# Instructions to follow
Scan the records for "DeserializeOwned". Report each line that includes it.

# Dataset entries
= = = =

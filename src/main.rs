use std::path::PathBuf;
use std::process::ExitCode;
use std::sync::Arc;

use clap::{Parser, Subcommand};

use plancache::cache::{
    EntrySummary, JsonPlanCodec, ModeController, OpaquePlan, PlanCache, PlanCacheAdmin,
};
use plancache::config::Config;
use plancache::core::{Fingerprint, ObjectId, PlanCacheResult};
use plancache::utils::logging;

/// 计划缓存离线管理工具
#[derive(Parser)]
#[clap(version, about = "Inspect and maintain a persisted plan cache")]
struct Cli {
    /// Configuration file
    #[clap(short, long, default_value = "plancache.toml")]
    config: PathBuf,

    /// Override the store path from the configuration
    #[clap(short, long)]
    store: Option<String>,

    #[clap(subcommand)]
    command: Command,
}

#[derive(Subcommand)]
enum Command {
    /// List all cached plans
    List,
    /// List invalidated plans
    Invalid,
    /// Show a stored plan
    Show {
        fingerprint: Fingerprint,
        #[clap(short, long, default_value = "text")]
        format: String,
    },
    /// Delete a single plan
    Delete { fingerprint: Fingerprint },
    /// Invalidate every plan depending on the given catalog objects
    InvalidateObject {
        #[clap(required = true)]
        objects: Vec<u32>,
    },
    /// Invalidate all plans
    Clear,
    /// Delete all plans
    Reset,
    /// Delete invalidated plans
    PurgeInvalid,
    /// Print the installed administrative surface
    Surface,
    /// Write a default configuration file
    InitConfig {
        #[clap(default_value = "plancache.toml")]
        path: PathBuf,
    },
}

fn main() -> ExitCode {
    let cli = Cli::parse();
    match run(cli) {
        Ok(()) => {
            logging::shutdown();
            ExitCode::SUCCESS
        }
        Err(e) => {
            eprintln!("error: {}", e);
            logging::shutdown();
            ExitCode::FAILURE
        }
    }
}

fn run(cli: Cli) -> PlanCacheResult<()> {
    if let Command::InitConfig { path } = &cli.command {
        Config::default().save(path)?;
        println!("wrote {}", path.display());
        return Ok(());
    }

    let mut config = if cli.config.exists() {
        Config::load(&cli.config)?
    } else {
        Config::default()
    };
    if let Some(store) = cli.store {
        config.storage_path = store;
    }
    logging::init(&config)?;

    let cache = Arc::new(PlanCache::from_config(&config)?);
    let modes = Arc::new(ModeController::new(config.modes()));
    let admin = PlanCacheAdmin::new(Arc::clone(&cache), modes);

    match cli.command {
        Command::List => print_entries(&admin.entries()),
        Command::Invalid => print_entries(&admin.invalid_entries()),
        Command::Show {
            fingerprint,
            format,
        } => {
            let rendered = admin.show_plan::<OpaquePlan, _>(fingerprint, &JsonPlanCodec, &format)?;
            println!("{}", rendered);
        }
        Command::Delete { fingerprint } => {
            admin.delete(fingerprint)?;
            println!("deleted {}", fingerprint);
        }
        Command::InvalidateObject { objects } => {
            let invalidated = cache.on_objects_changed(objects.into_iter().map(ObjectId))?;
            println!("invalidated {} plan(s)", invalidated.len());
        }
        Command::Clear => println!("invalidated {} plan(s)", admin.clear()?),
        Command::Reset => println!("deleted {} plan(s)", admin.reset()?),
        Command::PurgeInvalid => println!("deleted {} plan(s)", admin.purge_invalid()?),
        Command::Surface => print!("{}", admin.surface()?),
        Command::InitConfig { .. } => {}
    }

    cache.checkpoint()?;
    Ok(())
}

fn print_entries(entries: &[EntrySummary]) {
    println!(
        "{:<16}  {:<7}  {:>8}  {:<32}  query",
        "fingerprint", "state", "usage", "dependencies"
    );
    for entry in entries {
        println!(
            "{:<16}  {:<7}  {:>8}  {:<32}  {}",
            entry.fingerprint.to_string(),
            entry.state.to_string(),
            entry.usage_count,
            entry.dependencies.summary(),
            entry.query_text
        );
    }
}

= = = =

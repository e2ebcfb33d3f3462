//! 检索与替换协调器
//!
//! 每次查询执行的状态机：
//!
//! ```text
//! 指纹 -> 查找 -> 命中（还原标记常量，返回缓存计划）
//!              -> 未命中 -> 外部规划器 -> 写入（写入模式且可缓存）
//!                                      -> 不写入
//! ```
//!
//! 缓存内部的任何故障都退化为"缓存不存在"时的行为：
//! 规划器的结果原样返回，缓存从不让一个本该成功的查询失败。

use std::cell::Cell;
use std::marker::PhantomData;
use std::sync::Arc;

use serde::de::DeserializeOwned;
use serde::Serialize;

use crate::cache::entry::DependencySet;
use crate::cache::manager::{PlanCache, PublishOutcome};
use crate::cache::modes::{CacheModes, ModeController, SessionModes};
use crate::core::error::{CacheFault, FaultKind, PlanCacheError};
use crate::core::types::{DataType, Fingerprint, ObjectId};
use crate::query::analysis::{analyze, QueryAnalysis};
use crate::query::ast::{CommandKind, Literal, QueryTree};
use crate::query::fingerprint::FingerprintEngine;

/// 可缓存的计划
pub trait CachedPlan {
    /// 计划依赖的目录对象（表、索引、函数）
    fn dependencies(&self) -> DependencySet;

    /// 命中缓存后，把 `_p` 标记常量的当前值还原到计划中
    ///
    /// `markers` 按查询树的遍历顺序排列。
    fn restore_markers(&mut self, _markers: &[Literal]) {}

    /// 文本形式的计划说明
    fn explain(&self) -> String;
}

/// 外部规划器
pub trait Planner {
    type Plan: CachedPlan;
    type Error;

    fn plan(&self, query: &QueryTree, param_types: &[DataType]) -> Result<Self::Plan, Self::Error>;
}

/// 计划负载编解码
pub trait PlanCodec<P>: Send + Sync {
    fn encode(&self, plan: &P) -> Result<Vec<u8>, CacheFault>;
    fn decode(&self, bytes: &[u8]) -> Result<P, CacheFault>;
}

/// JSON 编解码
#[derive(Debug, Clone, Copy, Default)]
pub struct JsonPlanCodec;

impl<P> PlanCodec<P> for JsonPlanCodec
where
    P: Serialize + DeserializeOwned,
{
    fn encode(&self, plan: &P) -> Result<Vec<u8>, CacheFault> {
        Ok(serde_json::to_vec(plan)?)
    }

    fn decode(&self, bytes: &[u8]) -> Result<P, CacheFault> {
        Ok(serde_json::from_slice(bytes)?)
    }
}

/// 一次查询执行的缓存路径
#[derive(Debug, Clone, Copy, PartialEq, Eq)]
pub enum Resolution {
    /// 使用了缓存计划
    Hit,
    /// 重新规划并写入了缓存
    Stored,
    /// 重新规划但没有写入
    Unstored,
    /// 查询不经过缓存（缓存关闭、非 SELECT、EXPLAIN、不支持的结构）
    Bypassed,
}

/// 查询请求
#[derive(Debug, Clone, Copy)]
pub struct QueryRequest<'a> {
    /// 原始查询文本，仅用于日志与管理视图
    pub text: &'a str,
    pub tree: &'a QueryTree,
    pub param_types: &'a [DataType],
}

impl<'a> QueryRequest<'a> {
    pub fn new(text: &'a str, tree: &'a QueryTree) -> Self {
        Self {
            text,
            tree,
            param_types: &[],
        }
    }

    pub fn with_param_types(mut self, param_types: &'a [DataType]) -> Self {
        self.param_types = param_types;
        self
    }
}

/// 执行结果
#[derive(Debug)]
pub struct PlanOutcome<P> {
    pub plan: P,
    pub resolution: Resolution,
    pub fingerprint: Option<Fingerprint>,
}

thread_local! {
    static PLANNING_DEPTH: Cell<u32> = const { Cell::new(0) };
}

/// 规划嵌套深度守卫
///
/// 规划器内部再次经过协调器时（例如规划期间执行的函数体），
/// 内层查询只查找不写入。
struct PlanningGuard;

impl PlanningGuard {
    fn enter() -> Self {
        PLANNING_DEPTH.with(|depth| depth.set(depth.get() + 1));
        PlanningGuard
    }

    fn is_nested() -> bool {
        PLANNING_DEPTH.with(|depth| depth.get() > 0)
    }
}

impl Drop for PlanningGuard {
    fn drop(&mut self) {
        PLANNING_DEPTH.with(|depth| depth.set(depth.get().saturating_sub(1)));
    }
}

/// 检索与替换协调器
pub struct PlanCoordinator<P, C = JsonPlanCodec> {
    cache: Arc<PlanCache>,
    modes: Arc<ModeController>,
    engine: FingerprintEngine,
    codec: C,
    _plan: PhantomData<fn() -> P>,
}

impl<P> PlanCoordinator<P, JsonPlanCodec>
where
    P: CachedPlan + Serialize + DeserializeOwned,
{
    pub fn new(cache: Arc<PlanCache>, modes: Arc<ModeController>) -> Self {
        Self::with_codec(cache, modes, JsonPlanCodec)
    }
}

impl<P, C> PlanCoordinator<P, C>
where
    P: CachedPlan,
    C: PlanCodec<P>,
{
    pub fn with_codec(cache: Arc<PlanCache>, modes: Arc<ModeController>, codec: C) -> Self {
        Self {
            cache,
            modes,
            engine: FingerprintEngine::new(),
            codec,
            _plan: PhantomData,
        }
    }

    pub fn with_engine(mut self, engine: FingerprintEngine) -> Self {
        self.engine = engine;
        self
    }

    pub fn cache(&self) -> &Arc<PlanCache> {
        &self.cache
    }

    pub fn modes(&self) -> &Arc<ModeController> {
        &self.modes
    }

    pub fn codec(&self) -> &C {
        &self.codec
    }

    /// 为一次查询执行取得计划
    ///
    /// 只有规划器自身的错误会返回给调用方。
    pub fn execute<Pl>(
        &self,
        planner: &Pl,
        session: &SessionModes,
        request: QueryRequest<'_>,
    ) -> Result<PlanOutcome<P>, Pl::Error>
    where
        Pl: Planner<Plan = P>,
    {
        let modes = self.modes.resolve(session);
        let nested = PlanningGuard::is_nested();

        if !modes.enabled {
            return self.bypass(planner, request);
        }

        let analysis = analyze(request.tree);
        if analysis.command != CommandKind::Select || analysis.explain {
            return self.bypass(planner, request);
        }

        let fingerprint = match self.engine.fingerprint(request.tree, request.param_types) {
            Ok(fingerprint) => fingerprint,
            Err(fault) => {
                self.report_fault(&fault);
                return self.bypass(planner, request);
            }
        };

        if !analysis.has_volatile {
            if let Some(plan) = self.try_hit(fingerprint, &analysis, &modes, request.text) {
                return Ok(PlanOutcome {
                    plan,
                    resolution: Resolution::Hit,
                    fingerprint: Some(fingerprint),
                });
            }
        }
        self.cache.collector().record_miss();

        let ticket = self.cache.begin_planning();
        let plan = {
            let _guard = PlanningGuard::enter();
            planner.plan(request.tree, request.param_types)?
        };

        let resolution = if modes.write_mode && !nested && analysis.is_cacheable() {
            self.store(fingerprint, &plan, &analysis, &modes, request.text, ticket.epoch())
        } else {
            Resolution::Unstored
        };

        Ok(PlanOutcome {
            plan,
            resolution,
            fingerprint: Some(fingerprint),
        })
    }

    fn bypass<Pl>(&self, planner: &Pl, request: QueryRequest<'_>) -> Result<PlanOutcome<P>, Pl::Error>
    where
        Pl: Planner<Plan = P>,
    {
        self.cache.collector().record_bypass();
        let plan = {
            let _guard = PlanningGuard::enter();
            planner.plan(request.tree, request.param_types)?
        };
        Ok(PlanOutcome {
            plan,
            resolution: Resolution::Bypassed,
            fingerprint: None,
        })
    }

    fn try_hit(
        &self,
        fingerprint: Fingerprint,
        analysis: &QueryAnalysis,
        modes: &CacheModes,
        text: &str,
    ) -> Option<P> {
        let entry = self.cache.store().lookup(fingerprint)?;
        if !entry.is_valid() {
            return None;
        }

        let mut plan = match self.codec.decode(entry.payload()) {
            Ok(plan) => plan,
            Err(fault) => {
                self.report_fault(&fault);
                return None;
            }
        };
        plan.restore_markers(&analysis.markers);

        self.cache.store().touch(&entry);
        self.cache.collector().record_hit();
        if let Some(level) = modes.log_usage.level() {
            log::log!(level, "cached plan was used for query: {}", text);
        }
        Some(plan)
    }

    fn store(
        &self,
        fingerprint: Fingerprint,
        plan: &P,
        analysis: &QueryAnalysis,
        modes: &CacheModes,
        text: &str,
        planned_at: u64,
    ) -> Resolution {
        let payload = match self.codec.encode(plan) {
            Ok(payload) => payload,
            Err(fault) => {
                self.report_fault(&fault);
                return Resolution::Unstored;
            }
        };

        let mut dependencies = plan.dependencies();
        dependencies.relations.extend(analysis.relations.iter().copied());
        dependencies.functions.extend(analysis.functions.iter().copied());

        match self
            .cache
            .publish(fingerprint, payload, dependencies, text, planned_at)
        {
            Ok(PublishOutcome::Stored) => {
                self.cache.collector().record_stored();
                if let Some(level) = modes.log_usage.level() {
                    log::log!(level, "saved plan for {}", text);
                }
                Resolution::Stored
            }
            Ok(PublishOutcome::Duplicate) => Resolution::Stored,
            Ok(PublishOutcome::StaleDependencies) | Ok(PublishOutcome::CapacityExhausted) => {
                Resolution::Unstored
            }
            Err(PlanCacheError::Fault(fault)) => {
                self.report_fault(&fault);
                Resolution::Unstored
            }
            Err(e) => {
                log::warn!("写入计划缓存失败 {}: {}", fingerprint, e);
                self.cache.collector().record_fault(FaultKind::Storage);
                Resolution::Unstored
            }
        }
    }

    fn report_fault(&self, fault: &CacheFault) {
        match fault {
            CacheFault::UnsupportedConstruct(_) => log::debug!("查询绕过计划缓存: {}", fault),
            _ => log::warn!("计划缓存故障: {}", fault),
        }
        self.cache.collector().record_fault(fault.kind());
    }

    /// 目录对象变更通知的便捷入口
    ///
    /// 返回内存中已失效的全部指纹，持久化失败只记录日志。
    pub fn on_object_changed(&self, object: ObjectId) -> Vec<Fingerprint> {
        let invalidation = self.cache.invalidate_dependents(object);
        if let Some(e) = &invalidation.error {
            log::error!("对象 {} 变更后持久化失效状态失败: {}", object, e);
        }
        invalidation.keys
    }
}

= = = =

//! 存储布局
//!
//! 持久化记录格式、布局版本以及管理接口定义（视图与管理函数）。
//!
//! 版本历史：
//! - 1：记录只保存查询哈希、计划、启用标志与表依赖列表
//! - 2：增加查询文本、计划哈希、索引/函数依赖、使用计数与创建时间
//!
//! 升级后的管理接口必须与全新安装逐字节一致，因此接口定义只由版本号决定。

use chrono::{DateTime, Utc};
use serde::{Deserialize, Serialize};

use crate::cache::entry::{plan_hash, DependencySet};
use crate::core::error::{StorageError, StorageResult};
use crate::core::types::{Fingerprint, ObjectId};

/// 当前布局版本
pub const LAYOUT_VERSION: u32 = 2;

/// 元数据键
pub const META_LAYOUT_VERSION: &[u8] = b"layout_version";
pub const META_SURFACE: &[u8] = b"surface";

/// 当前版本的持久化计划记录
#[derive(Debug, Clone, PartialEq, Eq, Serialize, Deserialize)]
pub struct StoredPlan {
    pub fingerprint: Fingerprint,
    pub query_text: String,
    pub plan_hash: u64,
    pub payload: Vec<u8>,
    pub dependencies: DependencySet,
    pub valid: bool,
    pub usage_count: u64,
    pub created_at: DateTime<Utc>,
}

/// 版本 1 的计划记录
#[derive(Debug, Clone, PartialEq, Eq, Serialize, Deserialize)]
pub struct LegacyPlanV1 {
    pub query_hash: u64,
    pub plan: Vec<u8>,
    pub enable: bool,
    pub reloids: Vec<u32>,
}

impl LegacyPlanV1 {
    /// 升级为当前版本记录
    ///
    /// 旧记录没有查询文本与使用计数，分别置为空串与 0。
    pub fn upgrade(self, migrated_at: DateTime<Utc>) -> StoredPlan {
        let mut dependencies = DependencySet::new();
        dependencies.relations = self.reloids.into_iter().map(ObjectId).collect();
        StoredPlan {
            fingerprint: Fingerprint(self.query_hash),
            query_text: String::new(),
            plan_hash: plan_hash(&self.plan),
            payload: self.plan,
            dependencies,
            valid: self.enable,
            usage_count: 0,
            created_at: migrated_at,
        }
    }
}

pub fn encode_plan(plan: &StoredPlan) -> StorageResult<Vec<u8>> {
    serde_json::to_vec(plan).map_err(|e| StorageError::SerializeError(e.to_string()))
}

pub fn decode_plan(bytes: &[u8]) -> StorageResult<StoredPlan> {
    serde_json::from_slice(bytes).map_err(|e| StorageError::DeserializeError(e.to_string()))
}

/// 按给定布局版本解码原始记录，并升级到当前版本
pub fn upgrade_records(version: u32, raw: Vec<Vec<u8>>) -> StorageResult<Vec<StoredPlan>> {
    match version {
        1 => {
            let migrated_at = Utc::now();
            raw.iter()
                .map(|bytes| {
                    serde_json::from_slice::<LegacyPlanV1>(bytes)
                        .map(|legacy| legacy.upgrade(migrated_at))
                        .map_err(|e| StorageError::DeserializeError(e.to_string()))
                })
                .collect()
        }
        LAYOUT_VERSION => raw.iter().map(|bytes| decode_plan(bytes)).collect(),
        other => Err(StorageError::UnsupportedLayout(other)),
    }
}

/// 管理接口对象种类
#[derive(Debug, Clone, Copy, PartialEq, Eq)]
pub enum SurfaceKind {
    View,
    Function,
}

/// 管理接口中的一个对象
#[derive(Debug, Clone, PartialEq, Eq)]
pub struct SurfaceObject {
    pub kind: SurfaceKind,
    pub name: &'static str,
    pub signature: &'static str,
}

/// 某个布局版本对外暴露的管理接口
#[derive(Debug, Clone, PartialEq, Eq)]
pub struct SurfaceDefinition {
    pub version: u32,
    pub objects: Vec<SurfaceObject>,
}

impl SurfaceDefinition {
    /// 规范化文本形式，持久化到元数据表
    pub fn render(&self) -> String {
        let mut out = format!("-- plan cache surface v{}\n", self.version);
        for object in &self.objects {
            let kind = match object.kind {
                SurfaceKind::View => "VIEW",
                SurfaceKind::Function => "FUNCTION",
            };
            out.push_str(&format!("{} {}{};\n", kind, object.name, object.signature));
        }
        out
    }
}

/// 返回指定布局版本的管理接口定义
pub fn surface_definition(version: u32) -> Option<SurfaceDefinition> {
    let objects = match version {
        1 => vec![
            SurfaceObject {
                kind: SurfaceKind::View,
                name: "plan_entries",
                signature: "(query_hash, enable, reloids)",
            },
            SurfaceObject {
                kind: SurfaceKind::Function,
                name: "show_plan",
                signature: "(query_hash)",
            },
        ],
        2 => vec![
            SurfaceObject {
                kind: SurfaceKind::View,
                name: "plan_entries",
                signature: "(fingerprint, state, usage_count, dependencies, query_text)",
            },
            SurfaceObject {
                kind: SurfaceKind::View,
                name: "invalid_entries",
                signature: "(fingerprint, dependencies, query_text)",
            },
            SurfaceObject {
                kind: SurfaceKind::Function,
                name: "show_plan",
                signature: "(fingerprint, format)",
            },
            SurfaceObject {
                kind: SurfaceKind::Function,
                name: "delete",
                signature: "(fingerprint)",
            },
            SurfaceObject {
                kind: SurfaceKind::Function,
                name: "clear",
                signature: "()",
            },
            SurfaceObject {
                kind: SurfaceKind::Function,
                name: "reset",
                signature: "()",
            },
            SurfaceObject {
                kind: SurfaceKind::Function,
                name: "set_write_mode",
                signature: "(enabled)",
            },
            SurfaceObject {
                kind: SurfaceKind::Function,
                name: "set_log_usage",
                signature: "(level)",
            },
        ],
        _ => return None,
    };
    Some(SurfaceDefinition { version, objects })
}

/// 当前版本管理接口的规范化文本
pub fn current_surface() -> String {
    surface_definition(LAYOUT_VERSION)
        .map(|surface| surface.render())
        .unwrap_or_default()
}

= = = =

# Answer area
use serde::de::DeserializeOwned;
    P: Serialize + DeserializeOwned,
    P: CachedPlan + Serialize + DeserializeOwned,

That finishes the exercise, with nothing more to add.